> _DIRECTIONS_
Among the entries below, find the lines holding "bars" and copy them.

################

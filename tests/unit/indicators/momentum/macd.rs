//! Unit tests for the MACD indicator

use chartix::catalog::ParamValue;
use chartix::indicators::momentum::macd_series;
use chartix::indicators::trend::ema_series;
use chartix::indicators::{compute, IndicatorError};
use chartix::instances::InstanceManager;
use chartix::models::{PriceBar, PriceSeries};
use chrono::{Duration, TimeZone, Utc};
use std::collections::BTreeMap;

fn series_from_closes(closes: &[f64]) -> PriceSeries {
    let start = Utc.with_ymd_and_hms(2024, 1, 1, 0, 0, 0).unwrap();
    let bars = closes
        .iter()
        .enumerate()
        .map(|(i, &c)| {
            PriceBar::new(
                c,
                c + 0.5,
                c - 0.5,
                c,
                1000.0,
                start + Duration::days(i as i64),
            )
        })
        .collect();
    PriceSeries::from_bars(bars)
}

fn sample_closes(n: usize) -> Vec<f64> {
    (0..n)
        .map(|i| 100.0 + (i as f64 * 0.7).sin() * 4.0 + i as f64 * 0.1)
        .collect()
}

#[test]
fn test_first_defined_indices() {
    let closes = sample_closes(12);
    let out = macd_series(&closes, 3, 5, 3);

    // MACD defined where the slow EMA is: index slow - 1 = 4.
    assert_eq!(out.macd.iter().position(Option::is_some), Some(4));
    // Signal seeds over the first signal_period MACD values: 4 + 3 - 1 = 6.
    assert_eq!(out.signal.iter().position(Option::is_some), Some(6));
    assert_eq!(out.histogram.iter().position(Option::is_some), Some(6));
}

#[test]
fn test_macd_line_is_ema_difference() {
    let closes = sample_closes(40);
    let out = macd_series(&closes, 12, 26, 9);
    let fast = ema_series(&closes, 12);
    let slow = ema_series(&closes, 26);

    for i in 0..closes.len() {
        match (fast[i], slow[i]) {
            (Some(f), Some(s)) => {
                assert!((out.macd[i].unwrap() - (f - s)).abs() < 1e-9);
            }
            _ => assert_eq!(out.macd[i], None),
        }
    }
}

#[test]
fn test_histogram_identity() {
    let closes = sample_closes(60);
    let out = macd_series(&closes, 12, 26, 9);

    let mut checked = 0;
    for i in 0..closes.len() {
        if let (Some(m), Some(s)) = (out.macd[i], out.signal[i]) {
            let h = out.histogram[i].unwrap();
            assert_eq!(h, m - s, "histogram must equal macd - signal exactly");
            checked += 1;
        }
    }
    assert!(checked > 0);
}

#[test]
fn test_outputs_aligned_with_input() {
    let closes = sample_closes(50);
    let out = macd_series(&closes, 12, 26, 9);
    assert_eq!(out.macd.len(), 50);
    assert_eq!(out.signal.len(), 50);
    assert_eq!(out.histogram.len(), 50);
}

#[test]
fn test_series_shorter_than_slow_period() {
    let closes = sample_closes(10);
    let out = macd_series(&closes, 12, 26, 9);
    assert!(out.macd.iter().all(Option::is_none));
    assert!(out.signal.iter().all(Option::is_none));
    assert!(out.histogram.iter().all(Option::is_none));
}

#[test]
fn test_compute_rejects_fast_not_below_slow() {
    let mut manager = InstanceManager::new();
    let change = manager
        .create_instance(
            "macd",
            &BTreeMap::from([
                ("fast_period".to_string(), ParamValue::Number(26.0)),
                ("slow_period".to_string(), ParamValue::Number(12.0)),
            ]),
        )
        .unwrap();

    let series = series_from_closes(&sample_closes(40));
    let err = compute(&change.instance, &series).unwrap_err();
    assert!(matches!(err, IndicatorError::InvalidConfiguration(_)));
    assert!(err.is_validation());
}

#[test]
fn test_compute_produces_three_outputs() {
    let mut manager = InstanceManager::new();
    let change = manager.create_instance("macd", &BTreeMap::new()).unwrap();

    let series = series_from_closes(&sample_closes(60));
    let computed = compute(&change.instance, &series).unwrap();
    let names: Vec<&str> = computed.outputs.iter().map(|o| o.name.as_str()).collect();
    assert_eq!(names, vec!["macd", "signal", "histogram"]);
}

#[test]
fn test_insufficient_history_is_not_an_error() {
    let mut manager = InstanceManager::new();
    let change = manager.create_instance("macd", &BTreeMap::new()).unwrap();

    let series = series_from_closes(&sample_closes(5));
    let computed = compute(&change.instance, &series).unwrap();
    for output in &computed.outputs {
        assert_eq!(output.values.len(), 5);
        assert!(output.values.iter().all(Option::is_none));
    }
}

################

> _SOLUTION_
    let bars = closes
    PriceSeries::from_bars(bars)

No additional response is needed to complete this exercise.